**Aim of the exercise:**
Find the line with "complete and current." in the listing below. Write it out exactly, along with every later line up to the final one.

######

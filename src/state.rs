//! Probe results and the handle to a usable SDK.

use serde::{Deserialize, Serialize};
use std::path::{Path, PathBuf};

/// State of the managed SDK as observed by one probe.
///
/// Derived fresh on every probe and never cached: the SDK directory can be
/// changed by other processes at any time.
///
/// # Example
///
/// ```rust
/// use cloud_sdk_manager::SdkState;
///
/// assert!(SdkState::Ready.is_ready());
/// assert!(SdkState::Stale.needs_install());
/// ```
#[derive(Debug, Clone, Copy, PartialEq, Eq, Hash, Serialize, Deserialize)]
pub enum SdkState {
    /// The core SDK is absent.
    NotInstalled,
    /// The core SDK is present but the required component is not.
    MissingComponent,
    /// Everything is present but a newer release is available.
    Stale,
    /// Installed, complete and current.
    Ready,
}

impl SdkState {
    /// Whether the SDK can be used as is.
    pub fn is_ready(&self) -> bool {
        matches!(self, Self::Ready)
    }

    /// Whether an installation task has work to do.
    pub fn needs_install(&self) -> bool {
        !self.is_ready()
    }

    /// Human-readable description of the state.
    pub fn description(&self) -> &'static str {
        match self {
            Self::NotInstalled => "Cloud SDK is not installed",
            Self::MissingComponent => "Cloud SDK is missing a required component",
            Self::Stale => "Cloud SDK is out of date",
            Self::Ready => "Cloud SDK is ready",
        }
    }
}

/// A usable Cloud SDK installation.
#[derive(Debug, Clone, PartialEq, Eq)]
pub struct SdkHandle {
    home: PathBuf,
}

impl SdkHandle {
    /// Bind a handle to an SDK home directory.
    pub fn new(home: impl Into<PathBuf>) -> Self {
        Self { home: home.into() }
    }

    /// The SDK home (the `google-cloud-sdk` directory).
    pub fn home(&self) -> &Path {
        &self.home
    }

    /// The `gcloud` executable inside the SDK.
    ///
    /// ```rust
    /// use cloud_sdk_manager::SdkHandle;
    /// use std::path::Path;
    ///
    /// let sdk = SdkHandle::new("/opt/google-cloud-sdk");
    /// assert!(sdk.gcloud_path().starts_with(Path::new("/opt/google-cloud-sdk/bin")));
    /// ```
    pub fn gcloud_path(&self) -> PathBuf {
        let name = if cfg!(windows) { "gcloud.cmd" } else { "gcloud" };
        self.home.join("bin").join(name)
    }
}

######

**Solution to this exercise:**
    /// Installed, complete and current.
    Ready,
}

impl SdkState {
    /// Whether the SDK can be used as is.
    pub fn is_ready(&self) -> bool {
        matches!(self, Self::Ready)
    }

    /// Whether an installation task has work to do.
    pub fn needs_install(&self) -> bool {
        !self.is_ready()
    }

    /// Human-readable description of the state.
    pub fn description(&self) -> &'static str {
        match self {
            Self::NotInstalled => "Cloud SDK is not installed",
            Self::MissingComponent => "Cloud SDK is missing a required component",
            Self::Stale => "Cloud SDK is out of date",
            Self::Ready => "Cloud SDK is ready",
        }
    }
}

/// A usable Cloud SDK installation.
#[derive(Debug, Clone, PartialEq, Eq)]
pub struct SdkHandle {
    home: PathBuf,
}

impl SdkHandle {
    /// Bind a handle to an SDK home directory.
    pub fn new(home: impl Into<PathBuf>) -> Self {
        Self { home: home.into() }
    }

    /// The SDK home (the `google-cloud-sdk` directory).
    pub fn home(&self) -> &Path {
        &self.home
    }

    /// The `gcloud` executable inside the SDK.
    ///
    /// ```rust
    /// use cloud_sdk_manager::SdkHandle;
    /// use std::path::Path;
    ///
    /// let sdk = SdkHandle::new("/opt/google-cloud-sdk");
    /// assert!(sdk.gcloud_path().starts_with(Path::new("/opt/google-cloud-sdk/bin")));
    /// ```
    pub fn gcloud_path(&self) -> PathBuf {
        let name = if cfg!(windows) { "gcloud.cmd" } else { "gcloud" };
        self.home.join("bin").join(name)
    }
}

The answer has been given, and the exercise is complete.